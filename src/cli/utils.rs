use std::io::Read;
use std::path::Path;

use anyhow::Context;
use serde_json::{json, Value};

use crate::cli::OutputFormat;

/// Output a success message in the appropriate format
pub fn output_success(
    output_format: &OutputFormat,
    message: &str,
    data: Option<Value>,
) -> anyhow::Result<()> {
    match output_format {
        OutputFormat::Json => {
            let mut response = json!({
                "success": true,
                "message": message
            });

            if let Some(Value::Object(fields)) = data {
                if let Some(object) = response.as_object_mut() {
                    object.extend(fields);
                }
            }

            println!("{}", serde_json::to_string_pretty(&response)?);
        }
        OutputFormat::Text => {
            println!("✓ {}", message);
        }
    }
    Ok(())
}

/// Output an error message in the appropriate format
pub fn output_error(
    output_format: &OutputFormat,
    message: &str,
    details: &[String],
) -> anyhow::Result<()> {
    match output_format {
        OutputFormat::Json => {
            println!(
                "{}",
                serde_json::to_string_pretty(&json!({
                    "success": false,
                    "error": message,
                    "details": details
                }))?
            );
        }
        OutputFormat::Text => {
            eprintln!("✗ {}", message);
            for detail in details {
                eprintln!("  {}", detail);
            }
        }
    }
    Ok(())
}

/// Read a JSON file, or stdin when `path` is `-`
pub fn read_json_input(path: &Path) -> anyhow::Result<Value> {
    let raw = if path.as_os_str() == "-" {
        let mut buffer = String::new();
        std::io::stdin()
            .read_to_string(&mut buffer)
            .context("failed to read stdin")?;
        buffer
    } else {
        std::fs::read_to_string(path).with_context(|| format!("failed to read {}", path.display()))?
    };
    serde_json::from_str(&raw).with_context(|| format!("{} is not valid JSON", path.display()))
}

**Task description:** Transcribe all of the lines in the records precisely.

**Answer below:**
filename src/cli/utils.rs
use std::io::Read;
use std::path::Path;

use anyhow::Context;
use serde_json::{json, Value};

use crate::cli::OutputFormat;

/// Output a success message in the appropriate format
pub fn output_success(
    output_format: &OutputFormat,
    message: &str,
    data: Option<Value>,
) -> anyhow::Result<()> {
    match output_format {
        OutputFormat::Json => {
            let mut response = json!({
                "success": true,
                "message": message
            });

            if let Some(Value::Object(fields)) = data {
                if let Some(object) = response.as_object_mut() {
                    object.extend(fields);
                }
            }

            println!("{}", serde_json::to_string_pretty(&response)?);
        }
        OutputFormat::Text => {
            println!("✓ {}", message);
        }
    }
    Ok(())
}

/// Output an error message in the appropriate format
pub fn output_error(
    output_format: &OutputFormat,
    message: &str,
    details: &[String],
) -> anyhow::Result<()> {
    match output_format {
        OutputFormat::Json => {
            println!(
                "{}",
                serde_json::to_string_pretty(&json!({
                    "success": false,
                    "error": message,
                    "details": details
                }))?
            );
        }
        OutputFormat::Text => {
            eprintln!("✗ {}", message);
            for detail in details {
                eprintln!("  {}", detail);
            }
        }
    }
    Ok(())
}

/// Read a JSON file, or stdin when `path` is `-`
pub fn read_json_input(path: &Path) -> anyhow::Result<Value> {
    let raw = if path.as_os_str() == "-" {
        let mut buffer = String::new();
        std::io::stdin()
            .read_to_string(&mut buffer)
            .context("failed to read stdin")?;
        buffer
    } else {
        std::fs::read_to_string(path).with_context(|| format!("failed to read {}", path.display()))?
    };
    serde_json::from_str(&raw).with_context(|| format!("{} is not valid JSON", path.display()))
}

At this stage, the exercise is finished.